● **EXERCISE MATERIALS**
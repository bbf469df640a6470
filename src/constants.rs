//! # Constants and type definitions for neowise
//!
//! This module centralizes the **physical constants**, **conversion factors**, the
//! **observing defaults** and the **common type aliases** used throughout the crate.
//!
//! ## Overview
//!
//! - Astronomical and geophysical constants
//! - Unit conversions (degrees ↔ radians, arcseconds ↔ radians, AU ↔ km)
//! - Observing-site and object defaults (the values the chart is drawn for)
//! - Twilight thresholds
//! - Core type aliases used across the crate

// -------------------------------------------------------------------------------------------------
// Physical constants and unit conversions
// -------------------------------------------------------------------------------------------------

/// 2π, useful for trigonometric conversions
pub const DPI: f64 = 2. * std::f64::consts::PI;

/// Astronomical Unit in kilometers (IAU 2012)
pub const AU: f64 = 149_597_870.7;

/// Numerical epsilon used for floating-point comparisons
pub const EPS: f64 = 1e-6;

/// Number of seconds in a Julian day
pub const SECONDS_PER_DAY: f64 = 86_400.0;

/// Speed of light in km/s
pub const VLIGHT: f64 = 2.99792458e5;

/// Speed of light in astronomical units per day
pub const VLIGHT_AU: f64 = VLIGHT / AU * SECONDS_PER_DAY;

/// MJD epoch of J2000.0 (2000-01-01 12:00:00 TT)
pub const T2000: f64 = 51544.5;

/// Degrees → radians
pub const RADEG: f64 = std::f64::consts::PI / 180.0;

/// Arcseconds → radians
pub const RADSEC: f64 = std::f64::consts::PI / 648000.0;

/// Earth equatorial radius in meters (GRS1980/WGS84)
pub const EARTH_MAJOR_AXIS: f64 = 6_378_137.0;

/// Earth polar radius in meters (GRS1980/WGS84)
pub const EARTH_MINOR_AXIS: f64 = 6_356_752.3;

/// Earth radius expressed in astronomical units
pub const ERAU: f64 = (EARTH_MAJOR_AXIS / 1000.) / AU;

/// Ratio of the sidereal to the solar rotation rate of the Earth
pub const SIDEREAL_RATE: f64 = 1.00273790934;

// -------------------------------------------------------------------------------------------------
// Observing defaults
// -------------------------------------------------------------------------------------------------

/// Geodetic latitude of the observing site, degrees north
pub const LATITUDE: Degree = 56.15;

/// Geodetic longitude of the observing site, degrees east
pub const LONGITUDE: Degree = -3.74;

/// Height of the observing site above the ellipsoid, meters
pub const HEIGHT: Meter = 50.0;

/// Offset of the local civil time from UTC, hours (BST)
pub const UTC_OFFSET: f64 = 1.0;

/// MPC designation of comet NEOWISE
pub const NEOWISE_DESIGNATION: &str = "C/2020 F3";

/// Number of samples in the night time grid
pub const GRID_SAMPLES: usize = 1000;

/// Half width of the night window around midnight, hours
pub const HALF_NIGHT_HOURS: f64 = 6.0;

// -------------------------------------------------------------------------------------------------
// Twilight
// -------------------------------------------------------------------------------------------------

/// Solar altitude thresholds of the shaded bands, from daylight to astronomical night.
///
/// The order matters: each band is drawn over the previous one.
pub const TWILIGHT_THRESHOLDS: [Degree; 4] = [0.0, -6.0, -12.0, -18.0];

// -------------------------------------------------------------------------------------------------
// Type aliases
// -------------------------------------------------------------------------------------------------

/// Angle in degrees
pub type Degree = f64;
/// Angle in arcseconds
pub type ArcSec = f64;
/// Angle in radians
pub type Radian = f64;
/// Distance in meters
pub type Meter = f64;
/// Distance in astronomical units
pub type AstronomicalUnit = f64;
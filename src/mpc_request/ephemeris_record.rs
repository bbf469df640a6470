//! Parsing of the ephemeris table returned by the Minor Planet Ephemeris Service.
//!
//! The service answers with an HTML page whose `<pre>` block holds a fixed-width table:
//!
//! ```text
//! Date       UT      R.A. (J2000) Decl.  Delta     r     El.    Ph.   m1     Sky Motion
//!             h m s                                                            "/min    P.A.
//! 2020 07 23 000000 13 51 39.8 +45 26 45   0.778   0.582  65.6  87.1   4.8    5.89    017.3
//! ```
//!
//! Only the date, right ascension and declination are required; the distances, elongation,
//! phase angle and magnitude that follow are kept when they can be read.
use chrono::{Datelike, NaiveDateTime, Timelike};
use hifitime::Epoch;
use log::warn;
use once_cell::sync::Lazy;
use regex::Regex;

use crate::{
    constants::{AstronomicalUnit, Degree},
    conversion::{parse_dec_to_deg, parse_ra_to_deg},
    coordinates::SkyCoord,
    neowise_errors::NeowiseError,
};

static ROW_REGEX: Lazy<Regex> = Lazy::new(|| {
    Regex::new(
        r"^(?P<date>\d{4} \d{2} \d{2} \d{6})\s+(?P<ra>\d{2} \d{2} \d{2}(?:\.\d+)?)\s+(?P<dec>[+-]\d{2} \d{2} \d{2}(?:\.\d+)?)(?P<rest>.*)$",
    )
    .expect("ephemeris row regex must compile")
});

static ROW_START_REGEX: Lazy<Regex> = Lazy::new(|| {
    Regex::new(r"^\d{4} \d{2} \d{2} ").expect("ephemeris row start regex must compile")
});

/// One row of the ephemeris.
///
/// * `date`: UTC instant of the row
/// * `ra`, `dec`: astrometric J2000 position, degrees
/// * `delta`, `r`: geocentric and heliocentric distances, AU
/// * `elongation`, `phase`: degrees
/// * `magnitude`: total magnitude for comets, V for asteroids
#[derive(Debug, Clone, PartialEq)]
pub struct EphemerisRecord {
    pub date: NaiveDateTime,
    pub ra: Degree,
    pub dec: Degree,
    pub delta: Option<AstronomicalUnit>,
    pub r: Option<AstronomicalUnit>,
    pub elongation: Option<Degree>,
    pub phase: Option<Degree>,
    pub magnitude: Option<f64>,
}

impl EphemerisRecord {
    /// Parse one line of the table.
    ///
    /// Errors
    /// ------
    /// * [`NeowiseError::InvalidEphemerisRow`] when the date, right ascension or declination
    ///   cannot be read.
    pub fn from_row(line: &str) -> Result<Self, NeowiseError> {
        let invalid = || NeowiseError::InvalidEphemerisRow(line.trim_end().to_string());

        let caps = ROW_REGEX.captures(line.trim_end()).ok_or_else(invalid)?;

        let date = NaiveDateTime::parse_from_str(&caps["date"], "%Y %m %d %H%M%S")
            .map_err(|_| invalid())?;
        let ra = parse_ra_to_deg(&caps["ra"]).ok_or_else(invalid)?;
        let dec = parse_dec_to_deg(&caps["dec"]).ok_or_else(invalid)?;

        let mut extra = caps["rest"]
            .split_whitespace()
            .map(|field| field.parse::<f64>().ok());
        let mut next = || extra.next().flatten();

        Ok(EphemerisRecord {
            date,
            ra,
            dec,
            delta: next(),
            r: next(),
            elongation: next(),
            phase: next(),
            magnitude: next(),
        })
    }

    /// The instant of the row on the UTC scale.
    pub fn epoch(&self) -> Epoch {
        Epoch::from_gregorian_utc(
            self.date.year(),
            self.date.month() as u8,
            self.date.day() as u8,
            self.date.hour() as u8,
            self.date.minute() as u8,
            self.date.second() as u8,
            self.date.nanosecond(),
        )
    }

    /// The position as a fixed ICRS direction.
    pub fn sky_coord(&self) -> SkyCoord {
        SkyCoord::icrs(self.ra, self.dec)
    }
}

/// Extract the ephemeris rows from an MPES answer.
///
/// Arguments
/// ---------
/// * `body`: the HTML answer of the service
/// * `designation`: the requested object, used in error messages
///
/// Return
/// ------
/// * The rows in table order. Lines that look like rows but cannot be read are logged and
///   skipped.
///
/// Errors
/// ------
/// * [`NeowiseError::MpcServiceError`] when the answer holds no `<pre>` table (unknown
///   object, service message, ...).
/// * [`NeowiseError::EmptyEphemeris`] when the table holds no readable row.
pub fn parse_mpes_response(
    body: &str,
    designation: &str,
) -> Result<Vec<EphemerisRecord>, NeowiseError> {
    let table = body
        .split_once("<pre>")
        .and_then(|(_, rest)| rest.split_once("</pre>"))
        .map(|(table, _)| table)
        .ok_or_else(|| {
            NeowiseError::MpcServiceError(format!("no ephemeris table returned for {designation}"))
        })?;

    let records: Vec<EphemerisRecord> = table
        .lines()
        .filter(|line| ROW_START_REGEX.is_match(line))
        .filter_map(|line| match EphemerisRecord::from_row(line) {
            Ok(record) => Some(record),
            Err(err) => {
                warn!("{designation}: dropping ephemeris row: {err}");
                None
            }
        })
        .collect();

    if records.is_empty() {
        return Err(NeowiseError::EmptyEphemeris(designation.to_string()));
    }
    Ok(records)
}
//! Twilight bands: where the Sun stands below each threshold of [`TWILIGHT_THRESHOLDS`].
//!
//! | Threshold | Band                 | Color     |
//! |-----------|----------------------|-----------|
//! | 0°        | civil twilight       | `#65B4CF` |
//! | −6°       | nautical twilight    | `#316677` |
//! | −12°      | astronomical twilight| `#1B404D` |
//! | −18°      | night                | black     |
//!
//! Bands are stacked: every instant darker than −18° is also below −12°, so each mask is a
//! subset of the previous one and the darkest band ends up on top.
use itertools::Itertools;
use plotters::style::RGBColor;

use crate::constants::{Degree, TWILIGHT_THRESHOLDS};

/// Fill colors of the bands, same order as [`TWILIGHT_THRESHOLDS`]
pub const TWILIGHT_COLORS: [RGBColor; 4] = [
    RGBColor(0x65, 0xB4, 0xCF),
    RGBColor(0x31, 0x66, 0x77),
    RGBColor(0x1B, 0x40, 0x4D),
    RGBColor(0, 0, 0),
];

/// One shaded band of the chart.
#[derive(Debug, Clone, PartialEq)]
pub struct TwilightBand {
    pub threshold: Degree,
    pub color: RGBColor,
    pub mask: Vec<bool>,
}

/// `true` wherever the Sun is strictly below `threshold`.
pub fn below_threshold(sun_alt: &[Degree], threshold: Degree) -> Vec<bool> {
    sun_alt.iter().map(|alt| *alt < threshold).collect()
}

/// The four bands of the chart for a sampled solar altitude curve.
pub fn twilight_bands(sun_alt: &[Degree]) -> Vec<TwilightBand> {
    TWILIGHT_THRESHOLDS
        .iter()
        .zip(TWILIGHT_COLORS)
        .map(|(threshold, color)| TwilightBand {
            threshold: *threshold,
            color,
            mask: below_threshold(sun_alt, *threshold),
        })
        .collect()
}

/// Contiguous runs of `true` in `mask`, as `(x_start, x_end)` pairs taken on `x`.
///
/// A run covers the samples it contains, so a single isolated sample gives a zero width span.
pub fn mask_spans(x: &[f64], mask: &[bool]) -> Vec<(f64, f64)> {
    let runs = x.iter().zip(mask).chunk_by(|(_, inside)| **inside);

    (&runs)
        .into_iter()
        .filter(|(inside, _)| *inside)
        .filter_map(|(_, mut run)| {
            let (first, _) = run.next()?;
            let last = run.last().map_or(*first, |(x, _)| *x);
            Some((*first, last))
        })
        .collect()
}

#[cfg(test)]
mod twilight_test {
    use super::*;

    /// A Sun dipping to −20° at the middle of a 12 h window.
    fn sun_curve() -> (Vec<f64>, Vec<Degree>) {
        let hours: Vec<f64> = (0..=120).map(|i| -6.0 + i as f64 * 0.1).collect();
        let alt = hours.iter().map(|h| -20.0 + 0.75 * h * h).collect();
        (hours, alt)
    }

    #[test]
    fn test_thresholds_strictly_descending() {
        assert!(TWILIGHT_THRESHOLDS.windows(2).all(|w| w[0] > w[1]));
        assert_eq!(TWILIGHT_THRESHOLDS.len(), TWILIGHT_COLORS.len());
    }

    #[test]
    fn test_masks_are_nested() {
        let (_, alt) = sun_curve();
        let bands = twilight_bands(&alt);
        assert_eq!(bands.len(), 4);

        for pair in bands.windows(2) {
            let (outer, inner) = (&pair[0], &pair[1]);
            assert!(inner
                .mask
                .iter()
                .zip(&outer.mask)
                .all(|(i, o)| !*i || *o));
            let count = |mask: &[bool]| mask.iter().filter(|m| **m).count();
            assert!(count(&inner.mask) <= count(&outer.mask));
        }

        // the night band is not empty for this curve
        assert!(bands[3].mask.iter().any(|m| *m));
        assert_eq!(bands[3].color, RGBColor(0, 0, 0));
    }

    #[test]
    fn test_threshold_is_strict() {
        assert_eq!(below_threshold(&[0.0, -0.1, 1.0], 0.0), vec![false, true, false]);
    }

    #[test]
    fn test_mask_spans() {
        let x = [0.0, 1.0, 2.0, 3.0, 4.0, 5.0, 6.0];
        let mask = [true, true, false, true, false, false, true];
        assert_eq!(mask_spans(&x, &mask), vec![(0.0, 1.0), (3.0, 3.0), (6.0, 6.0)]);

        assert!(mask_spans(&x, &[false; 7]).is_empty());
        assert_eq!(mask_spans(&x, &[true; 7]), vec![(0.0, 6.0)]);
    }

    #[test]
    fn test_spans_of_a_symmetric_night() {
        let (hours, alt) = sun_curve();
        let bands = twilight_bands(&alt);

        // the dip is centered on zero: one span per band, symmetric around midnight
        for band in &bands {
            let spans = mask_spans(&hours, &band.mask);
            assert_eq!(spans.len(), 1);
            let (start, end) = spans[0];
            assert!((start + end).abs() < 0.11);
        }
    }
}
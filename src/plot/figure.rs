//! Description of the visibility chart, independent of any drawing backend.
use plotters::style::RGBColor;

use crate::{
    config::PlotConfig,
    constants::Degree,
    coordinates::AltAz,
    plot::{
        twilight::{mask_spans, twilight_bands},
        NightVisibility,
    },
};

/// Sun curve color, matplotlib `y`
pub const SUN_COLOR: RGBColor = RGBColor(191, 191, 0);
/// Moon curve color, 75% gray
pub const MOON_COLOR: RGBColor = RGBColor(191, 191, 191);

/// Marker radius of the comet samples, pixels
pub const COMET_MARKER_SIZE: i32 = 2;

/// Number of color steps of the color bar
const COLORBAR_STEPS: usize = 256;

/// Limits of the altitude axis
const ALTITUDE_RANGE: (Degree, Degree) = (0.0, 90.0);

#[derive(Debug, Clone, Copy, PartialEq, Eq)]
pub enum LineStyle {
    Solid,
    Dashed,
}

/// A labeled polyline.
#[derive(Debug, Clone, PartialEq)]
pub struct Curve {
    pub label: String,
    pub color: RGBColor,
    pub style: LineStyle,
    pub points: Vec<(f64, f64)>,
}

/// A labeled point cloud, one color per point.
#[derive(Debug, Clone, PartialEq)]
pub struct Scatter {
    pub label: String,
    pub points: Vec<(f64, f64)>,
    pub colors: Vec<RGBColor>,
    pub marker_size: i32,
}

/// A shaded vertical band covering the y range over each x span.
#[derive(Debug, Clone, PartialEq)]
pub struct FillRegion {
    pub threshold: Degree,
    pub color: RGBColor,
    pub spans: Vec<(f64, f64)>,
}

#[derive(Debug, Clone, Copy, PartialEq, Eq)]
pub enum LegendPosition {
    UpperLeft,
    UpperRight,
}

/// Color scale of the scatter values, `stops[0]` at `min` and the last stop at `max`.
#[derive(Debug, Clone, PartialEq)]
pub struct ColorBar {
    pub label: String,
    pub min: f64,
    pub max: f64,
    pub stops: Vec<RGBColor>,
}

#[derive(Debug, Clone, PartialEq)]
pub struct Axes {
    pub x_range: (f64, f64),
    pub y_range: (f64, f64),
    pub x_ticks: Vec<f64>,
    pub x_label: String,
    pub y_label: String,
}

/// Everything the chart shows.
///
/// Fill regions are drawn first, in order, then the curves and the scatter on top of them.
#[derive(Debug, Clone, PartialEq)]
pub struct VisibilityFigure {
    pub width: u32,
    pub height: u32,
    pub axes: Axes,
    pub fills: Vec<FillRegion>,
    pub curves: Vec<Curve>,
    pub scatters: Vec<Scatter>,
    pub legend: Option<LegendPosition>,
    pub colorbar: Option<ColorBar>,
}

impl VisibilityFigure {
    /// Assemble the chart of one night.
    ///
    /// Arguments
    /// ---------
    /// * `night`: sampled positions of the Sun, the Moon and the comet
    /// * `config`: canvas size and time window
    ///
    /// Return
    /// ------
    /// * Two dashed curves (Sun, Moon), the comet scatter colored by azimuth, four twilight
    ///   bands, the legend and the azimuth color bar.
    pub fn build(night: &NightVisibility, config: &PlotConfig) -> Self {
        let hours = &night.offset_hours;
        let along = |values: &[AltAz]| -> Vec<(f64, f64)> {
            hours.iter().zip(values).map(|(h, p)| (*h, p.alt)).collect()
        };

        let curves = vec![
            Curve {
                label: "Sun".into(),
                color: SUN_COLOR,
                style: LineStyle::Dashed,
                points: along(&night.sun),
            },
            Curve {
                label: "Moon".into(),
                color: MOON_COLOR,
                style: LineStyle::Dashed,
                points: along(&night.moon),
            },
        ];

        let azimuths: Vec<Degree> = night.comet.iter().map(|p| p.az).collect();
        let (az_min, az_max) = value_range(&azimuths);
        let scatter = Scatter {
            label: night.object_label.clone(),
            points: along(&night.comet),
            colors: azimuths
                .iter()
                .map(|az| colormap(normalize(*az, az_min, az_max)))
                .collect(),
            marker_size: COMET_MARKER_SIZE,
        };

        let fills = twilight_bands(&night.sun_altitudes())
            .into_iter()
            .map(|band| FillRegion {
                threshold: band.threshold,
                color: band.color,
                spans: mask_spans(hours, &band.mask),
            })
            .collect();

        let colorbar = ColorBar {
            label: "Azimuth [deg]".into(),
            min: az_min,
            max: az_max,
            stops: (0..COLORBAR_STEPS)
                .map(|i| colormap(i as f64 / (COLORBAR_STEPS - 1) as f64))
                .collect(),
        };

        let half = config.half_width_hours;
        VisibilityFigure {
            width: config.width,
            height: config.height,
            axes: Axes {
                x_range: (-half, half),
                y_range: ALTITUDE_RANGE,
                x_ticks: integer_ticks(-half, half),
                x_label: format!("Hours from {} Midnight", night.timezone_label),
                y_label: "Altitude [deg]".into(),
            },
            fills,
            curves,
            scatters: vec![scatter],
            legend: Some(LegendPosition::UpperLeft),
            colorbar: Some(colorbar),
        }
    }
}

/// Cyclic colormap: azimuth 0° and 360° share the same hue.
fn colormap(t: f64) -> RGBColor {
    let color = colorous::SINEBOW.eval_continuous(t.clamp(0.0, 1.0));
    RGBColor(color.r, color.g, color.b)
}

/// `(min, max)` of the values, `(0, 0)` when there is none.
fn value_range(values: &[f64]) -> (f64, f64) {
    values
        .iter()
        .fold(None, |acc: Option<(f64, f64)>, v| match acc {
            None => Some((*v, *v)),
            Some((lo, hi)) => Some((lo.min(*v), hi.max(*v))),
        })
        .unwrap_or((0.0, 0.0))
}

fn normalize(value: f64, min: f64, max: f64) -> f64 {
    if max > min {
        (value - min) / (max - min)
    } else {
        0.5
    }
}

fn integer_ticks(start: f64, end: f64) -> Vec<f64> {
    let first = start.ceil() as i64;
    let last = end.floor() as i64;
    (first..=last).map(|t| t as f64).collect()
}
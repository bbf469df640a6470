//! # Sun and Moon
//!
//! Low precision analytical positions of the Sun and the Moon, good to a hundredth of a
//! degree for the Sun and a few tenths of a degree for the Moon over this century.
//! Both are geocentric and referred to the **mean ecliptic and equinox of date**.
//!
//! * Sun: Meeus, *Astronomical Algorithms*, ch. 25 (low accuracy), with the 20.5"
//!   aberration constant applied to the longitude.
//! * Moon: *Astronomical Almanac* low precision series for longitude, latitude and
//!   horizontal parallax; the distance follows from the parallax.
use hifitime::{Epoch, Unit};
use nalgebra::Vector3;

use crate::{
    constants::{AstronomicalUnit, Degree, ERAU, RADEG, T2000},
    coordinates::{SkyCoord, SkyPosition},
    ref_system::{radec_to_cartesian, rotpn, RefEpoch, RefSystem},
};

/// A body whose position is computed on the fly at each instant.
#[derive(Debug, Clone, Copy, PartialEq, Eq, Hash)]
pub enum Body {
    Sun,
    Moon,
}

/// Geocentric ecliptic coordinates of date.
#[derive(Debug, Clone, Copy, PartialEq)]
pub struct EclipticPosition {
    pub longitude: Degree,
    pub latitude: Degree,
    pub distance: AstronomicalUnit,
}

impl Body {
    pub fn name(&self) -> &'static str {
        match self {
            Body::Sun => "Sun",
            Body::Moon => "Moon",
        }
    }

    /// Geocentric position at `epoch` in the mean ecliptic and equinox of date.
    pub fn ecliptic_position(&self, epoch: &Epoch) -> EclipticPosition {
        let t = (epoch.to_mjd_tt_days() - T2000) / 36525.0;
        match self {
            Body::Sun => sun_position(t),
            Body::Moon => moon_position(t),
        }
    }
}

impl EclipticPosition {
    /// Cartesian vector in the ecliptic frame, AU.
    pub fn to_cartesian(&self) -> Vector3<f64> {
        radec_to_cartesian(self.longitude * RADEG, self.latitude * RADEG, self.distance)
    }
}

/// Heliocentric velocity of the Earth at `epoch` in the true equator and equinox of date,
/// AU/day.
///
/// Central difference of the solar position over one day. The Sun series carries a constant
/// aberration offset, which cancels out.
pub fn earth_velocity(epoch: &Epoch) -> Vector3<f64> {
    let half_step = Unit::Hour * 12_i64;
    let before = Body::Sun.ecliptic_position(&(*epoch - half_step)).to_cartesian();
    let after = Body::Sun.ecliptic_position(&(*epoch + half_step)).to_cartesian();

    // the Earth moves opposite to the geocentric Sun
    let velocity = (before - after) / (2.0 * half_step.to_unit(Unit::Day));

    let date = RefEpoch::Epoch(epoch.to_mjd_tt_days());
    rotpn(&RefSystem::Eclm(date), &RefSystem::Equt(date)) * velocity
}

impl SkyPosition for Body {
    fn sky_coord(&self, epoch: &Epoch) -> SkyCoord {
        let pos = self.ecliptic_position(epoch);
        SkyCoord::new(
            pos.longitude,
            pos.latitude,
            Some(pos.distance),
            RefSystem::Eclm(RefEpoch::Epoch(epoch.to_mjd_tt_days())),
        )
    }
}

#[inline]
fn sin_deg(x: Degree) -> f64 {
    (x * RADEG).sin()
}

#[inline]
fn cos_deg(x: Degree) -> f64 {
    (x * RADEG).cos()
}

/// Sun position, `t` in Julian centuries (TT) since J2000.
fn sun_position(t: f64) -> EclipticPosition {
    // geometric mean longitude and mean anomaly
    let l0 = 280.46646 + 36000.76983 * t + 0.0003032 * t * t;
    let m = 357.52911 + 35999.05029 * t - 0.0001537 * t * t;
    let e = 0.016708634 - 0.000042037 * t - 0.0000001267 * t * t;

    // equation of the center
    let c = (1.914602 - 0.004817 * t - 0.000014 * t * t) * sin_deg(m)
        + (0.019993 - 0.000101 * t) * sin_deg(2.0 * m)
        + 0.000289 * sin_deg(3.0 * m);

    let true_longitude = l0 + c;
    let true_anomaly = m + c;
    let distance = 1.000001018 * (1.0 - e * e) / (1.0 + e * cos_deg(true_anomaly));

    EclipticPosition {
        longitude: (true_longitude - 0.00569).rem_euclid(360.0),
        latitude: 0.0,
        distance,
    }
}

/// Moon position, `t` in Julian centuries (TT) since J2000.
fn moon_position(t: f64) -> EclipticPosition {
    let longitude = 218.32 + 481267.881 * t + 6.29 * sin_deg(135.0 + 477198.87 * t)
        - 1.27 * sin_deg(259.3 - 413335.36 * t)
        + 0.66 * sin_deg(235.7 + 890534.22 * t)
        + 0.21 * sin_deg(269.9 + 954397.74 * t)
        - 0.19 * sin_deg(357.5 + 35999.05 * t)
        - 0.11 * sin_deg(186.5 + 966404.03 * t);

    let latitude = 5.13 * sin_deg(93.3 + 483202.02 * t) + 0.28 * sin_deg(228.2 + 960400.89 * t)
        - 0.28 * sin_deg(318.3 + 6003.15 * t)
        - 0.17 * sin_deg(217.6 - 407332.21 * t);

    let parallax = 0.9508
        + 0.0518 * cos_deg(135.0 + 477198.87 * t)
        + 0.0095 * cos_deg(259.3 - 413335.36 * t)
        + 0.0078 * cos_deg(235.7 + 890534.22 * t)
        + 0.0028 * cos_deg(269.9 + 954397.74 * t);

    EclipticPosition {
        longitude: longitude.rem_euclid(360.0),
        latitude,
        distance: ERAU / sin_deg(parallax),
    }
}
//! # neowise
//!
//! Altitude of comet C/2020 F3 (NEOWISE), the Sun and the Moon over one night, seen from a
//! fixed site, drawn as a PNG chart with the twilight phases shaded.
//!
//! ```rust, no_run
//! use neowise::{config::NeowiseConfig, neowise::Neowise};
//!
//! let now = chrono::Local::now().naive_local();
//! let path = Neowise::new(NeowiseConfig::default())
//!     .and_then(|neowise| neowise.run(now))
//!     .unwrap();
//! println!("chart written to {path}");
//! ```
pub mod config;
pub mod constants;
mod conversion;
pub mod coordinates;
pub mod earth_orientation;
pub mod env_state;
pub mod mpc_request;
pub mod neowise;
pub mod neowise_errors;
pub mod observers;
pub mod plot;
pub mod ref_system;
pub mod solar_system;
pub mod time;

● **WHAT THE TASK REQUIRES**
The lines to copy run from the first line of the entries to the line containing "pub const EPS: f64 = 1e-6;"; copy them exactly and output nothing else.

● **SOLUTION FOR THIS PROBLEM**
repository bbf469df640a6470
filename src/constants.rs
//! # Constants and type definitions for neowise
//!
//! This module centralizes the **physical constants**, **conversion factors**, the
//! **observing defaults** and the **common type aliases** used throughout the crate.
//!
//! ## Overview
//!
//! - Astronomical and geophysical constants
//! - Unit conversions (degrees ↔ radians, arcseconds ↔ radians, AU ↔ km)
//! - Observing-site and object defaults (the values the chart is drawn for)
//! - Twilight thresholds
//! - Core type aliases used across the crate

// -------------------------------------------------------------------------------------------------
// Physical constants and unit conversions
// -------------------------------------------------------------------------------------------------

/// 2π, useful for trigonometric conversions
pub const DPI: f64 = 2. * std::f64::consts::PI;

/// Astronomical Unit in kilometers (IAU 2012)
pub const AU: f64 = 149_597_870.7;

/// Numerical epsilon used for floating-point comparisons
pub const EPS: f64 = 1e-6;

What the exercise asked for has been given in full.